Water pressure is another thing you’ll have to keep in mind when determining your boiler type, because both combi-boilers and system boilers both require high and reliable water pressure from the main water supply to perform optimally.
Only conventional boilers are suitable if your mains water pressure is low, but there are solutions if water pressure is an issue in your home.

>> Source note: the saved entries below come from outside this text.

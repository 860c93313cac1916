//! Detection behavior through the real binary.

use assert_cmd::Command;
use predicates::prelude::*;
use tempfile::TempDir;

fn unipm() -> Command {
    Command::cargo_bin("unipm").expect("unipm binary should build")
}

#[test]
fn help_lists_all_subcommands() {
    unipm()
        .arg("--help")
        .assert()
        .success()
        .stdout(predicate::str::contains("add"))
        .stdout(predicate::str::contains("remove"))
        .stdout(predicate::str::contains("install"))
        .stdout(predicate::str::contains("update"))
        .stdout(predicate::str::contains("run"))
        .stdout(predicate::str::contains("exec"))
        .stdout(predicate::str::contains("detect"))
        .stdout(predicate::str::contains("update-self"));
}

#[test]
fn version_flag_prints_version() {
    unipm()
        .arg("--version")
        .assert()
        .success()
        .stdout(predicate::str::contains(env!("CARGO_PKG_VERSION")));
}

#[test]
fn detect_reports_missing_package_json() {
    let project = TempDir::new().unwrap();

    unipm()
        .arg("detect")
        .current_dir(project.path())
        .assert()
        .success()
        .stdout(predicate::str::contains("No package manager detected"))
        .stdout(predicate::str::contains("No package.json file found"));
}

#[test]
fn detect_honors_package_manager_field() {
    let project = TempDir::new().unwrap();
    std::fs::write(
        project.path().join("package.json"),
        r#"{"packageManager": "pnpm@9.1.0"}"#,
    )
    .unwrap();

    unipm()
        .arg("detect")
        .current_dir(project.path())
        .assert()
        .success()
        .stdout(predicate::str::contains("pnpm"))
        .stdout(predicate::str::contains("package.json"));
}

#[test]
fn detect_reads_lockfiles() {
    let project = TempDir::new().unwrap();
    std::fs::write(project.path().join("package.json"), "{}").unwrap();
    std::fs::write(project.path().join("yarn.lock"), "").unwrap();

    unipm()
        .arg("detect")
        .current_dir(project.path())
        .assert()
        .success()
        .stdout(predicate::str::contains("yarn"))
        .stdout(predicate::str::contains("Found yarn.lock"));
}
//! Forwarding a unipm operation to the detected package manager.

use anyhow::Result;
use clap::Args;
use colored::Colorize;

use crate::core::UnipmError;
use crate::pm::{Operation, detect_package_manager, run_inherited};
use crate::update::SelfUpdater;

/// Arguments passed through verbatim to the underlying package manager.
#[derive(Args)]
pub struct ForwardArgs {
    /// Arguments forwarded to the package manager, including flags
    #[arg(trailing_var_arg = true, allow_hyphen_values = true)]
    args: Vec<String>,
}

impl ForwardArgs {
    /// Detect the project's package manager and run the operation with it.
    ///
    /// The child process inherits unipm's stdio, and its exit code becomes
    /// unipm's exit code. A background update check runs alongside the
    /// command; it is fire-and-forget and never delays or fails the
    /// operation.
    pub async fn execute(self, op: Operation) -> Result<()> {
        // Dropped handle: the advisory prints if it finishes in time,
        // otherwise it dies with the process.
        drop(SelfUpdater::spawn_background_check());

        let cwd = std::env::current_dir()?;
        let detection = detect_package_manager(&cwd).await;

        let Some(manager) = detection.manager else {
            return Err(UnipmError::NoPackageManager.into());
        };

        let (program, leading_args) = manager.command(op);
        if which::which(program).is_err() {
            return Err(UnipmError::PackageManagerNotFound {
                name: program.to_string(),
            }
            .into());
        }

        println!(
            "{} {} {}",
            "Using".dimmed(),
            manager.name().cyan().bold(),
            format!("({})", detection.hint).dimmed()
        );

        let mut full_args: Vec<String> =
            leading_args.iter().map(|s| (*s).to_string()).collect();
        full_args.extend(self.args);

        println!(
            "{} {} {}",
            "$".dimmed(),
            program.bold(),
            full_args.join(" ")
        );

        let code = run_inherited(program, &full_args, None).await?;
        if code != 0 {
            std::process::exit(code);
        }
        Ok(())
    }
}
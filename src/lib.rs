//! unipm - Universal Package Manager dispatcher
//!
//! unipm detects which JavaScript package manager a project uses (bun, deno,
//! pnpm, yarn, or npm) and forwards common operations to the native binary, so
//! `unipm add`, `unipm install`, `unipm run` and friends work identically in
//! any project.
//!
//! The crate also ships a self-update engine that keeps the installed binary
//! current: it checks the GitHub release feed, downloads the asset for the
//! running platform, verifies it against a SHA-256 sidecar, and swaps it into
//! place without ever leaving the installation in a broken state.
//!
//! # Core Modules
//!
//! - [`cli`] - Command-line interface and subcommand dispatch
//! - [`pm`] - Package manager detection, command matrix, and subprocess
//!   execution
//! - [`update`] - The self-update engine: release client, asset resolution,
//!   checksum verification, streaming download, preferences, and the
//!   crash-safe installer
//! - [`core`] - Error types and user-friendly error reporting
//!
//! # Update Safety
//!
//! The installer never writes to the executable path until the replacement
//! binary is fully downloaded and verified. On Unix the swap is a pair of
//! renames with a single-generation backup; on Windows, where a running
//! executable cannot be replaced, a deferred script performs the swap after
//! the process exits. A lock file in the configuration directory makes
//! concurrent installs mutually exclusive.

pub mod cli;
pub mod constants;
pub mod core;
pub mod pm;
pub mod update;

For one thing, if you have low water pressure and don’t have the storage space for a conventional boiler, then you can opt for a combi-storage boiler system.
On the other hand, if you do have adequate water pressure but don’t want a conventional boiler, a system boiler will be cheaper to buy and install, and you’ll still have a reliable capacity even if you have a large household.
Energy Efficiency and Condensing Boilers
Energy efficiency is a key consideration for most homeowners looking to buy new appliances, and in general, the more efficient a boiler is, the more it will cost up front. But it’s important to remember that energy-efficiency will translate to long-term savings as far as energy and fuel use are concerned, and it won’t take long for you to recoup the additional money you spent for the better boiler.
Pro tip: When looking for energy-efficient boilers, look for features like condensing flue gas systems and modulating burners.
Moving a Boiler
There are many reasons why you might need to move a boiler, including that you’re doing some renovations or that you have to relocate the system for safety reasons.
Moving a boiler requires expertise that only professionals can provide, and the cost for this service can range anywhere from $500 to $1,500 or more. It’s hard to provide firm estimates as each home and situation is different, and things like how far it’s being moved and how much labour is required, will affect the final cost.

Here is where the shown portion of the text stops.